Ask Your Psychic Fiend: The Crap Coffee Again Version

July 22, 2005 at 10:09 am (Coffee, Your Psychic Fiend)

It’s another one of those mornings, folks, where the coffee is simply brown water and someone’s shoving food at me even though I’m up two hours early. I’ll try to channel the cranky Chucky into Snarky Serra for all our pleasure, so here we go with Ask Your Psychic Fiend.

First, the ass-waiver:

As you begin your journey with Psychic Fiend, please keep in mind:
1. It’s Psychic FIEND, not Psychic FRIEND. Your Psychic Fiend must be mindful of copyright infringement issues just like everyone else.
2. All answers are for entertainment only.
3. The ONLY offense intended is to those sorry cock-juggling thundercunts who pretend to have psychic gifts in order to make a buck and run up your phone bill. I have the utmost respect for those truly gifted with the sixth sense. I can completely respect folks who accept money for readings of Tarot and other divination arts, as honest, respectful and caring clairvoyants who serve a purpose in the Universe. However, lying-bitch charlatans like Miss Cleo and her ilk should be strangled with a telephone cord.

Your Psychic Fiend thinks putting the question block up Wednesday nights is working well, so it may continue, unless Serra forgets to put the damned thing up, in which case it’ll go up when Serra’s damned good and ready.

Mike from RANDOM RAMBLINGS asks:

Dear Psychic Fiend,
When will I return to sleeping more than 5 hours a night? What is causing the rash of 4 hour sleep nights I've had lately.

Your Psychic Fiend is going to use the Augury of the Retriever for some of today’s answers, and the first question is a good a place as any to start. Serra, get off your dead bitch ass and go brush Zeke and fetcheth hither the fur!

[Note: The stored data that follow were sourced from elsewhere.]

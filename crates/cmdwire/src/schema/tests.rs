//! Unit tests for schema validation.

use rstest::rstest;

use super::*;

fn one_required_one_optional() -> CommandSchema {
    CommandSchema::new()
        .field("hash", FieldType::String)
        .optional("verbose", FieldType::Bool)
}

#[test]
fn descriptor_caches_parameter_bounds() {
    let descriptor = TypeDescriptor::from_schema(&one_required_one_optional()).expect("valid");
    assert_eq!(descriptor.min_params(), 1);
    assert_eq!(descriptor.max_params(), 2);
    let names: Vec<_> = descriptor.fields().iter().map(FieldDescriptor::name).collect();
    assert_eq!(names, ["hash", "verbose"]);
}

#[test]
fn empty_schema_takes_no_params() {
    let descriptor = TypeDescriptor::from_schema(&CommandSchema::new()).expect("valid");
    assert_eq!((descriptor.min_params(), descriptor.max_params()), (0, 0));
    assert!(descriptor.check_num_params(0).is_ok());
    assert!(descriptor.check_num_params(1).is_err());
}

#[test]
fn default_is_recorded_on_its_field() {
    let schema = one_required_one_optional().with_default("verbose", true);
    let descriptor = TypeDescriptor::from_schema(&schema).expect("valid");
    let verbose = descriptor.fields().get(1).expect("second field");
    assert_eq!(verbose.default_value(), Some(&Value::Bool(true)));
}

#[rstest]
#[case::embedded(
    CommandSchema::new().member(FieldSpec::new("Base", FieldType::I32).embedded()),
    ErrorCode::EmbeddedType
)]
#[case::private(
    CommandSchema::new().member(FieldSpec::new("secret", FieldType::String).private()),
    ErrorCode::UnexportedField
)]
#[case::duplicate(
    CommandSchema::new().field("a", FieldType::Bool).field("a", FieldType::Bool),
    ErrorCode::DuplicateField
)]
#[case::required_after_optional(
    CommandSchema::new()
        .optional("verbose", FieldType::Bool)
        .field("height", FieldType::I32),
    ErrorCode::NonOptionalField
)]
#[case::default_on_required(
    CommandSchema::new().field("height", FieldType::I32).with_default("height", 1_i32),
    ErrorCode::NonOptionalDefault
)]
#[case::mismatched_default(
    CommandSchema::new()
        .optional("count", FieldType::I32)
        .with_default("count", 1_i64),
    ErrorCode::MismatchedDefault
)]
#[case::unused_default(
    CommandSchema::new()
        .optional("count", FieldType::I32)
        .with_default("other", 1_i32),
    ErrorCode::UnusedDefault
)]
fn invalid_schemas_are_rejected(#[case] schema: CommandSchema, #[case] code: ErrorCode) {
    let error = TypeDescriptor::from_schema(&schema).expect_err("schema should be rejected");
    assert_eq!(error.code(), code, "unexpected error: {error}");
    assert!(error.code().is_schema_error());
}

#[rstest]
#[case(0, false)]
#[case(1, true)]
#[case(2, true)]
#[case(3, false)]
fn parameter_count_is_bounded(#[case] received: usize, #[case] accepted: bool) {
    let descriptor = TypeDescriptor::from_schema(&one_required_one_optional()).expect("valid");
    let result = descriptor.check_num_params(received);
    assert_eq!(result.is_ok(), accepted, "{received} params: {result:?}");
    if let Err(error) = result {
        assert_eq!(error.code(), ErrorCode::NumParams);
        assert!(
            error.message().contains("expected 1 to 2"),
            "unexpected message: {}",
            error.message()
        );
    }
}
//! Default values shared by configuration deserialisation and `Default`.

use crate::logging::LogFormat;

/// Protocol version string written into every request envelope.
pub const DEFAULT_JSONRPC_VERSION: &str = "1.0";

/// Default log filter expression.
pub const DEFAULT_LOG_FILTER: &str = "info";

/// Owned protocol version used where allocation is required (e.g. serde).
#[must_use]
pub fn default_jsonrpc_version() -> String {
    DEFAULT_JSONRPC_VERSION.to_owned()
}

/// Owned log filter value used where allocation is required (e.g. serde).
#[must_use]
pub fn default_log_filter_string() -> String {
    DEFAULT_LOG_FILTER.to_owned()
}

/// Default logging format.
#[must_use]
pub const fn default_log_format() -> LogFormat {
    LogFormat::Json
}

I’m waiting, Serra. Shit, what a slow bitch—she has two speeds, slow and reverse.

Finally! All right, let’s see what the…holy shit, a full 50 gallon garbage bag? Yeah, I know he’s a big puppy, but let’s get real! What’d you do, run an ad for dog hair?


Answer: I see a woman, Mike. You want her, she wants you, and the two of you aren’t close enough together to make it fun to stay awake. She’s a nice lady, far as I can tell, so set up the meeting. Have whoever visits the other get a hotel room, just in case it’s like cold pancakes with molasses when you do get together. You should also take your next day off, borrow a dog, a great big friendly dog, and go walking a lot. Go play Frisbee with the dog. Wrassle with the dog. In other words, go play and play and play and play until you’re both exhausted. Then return the dog.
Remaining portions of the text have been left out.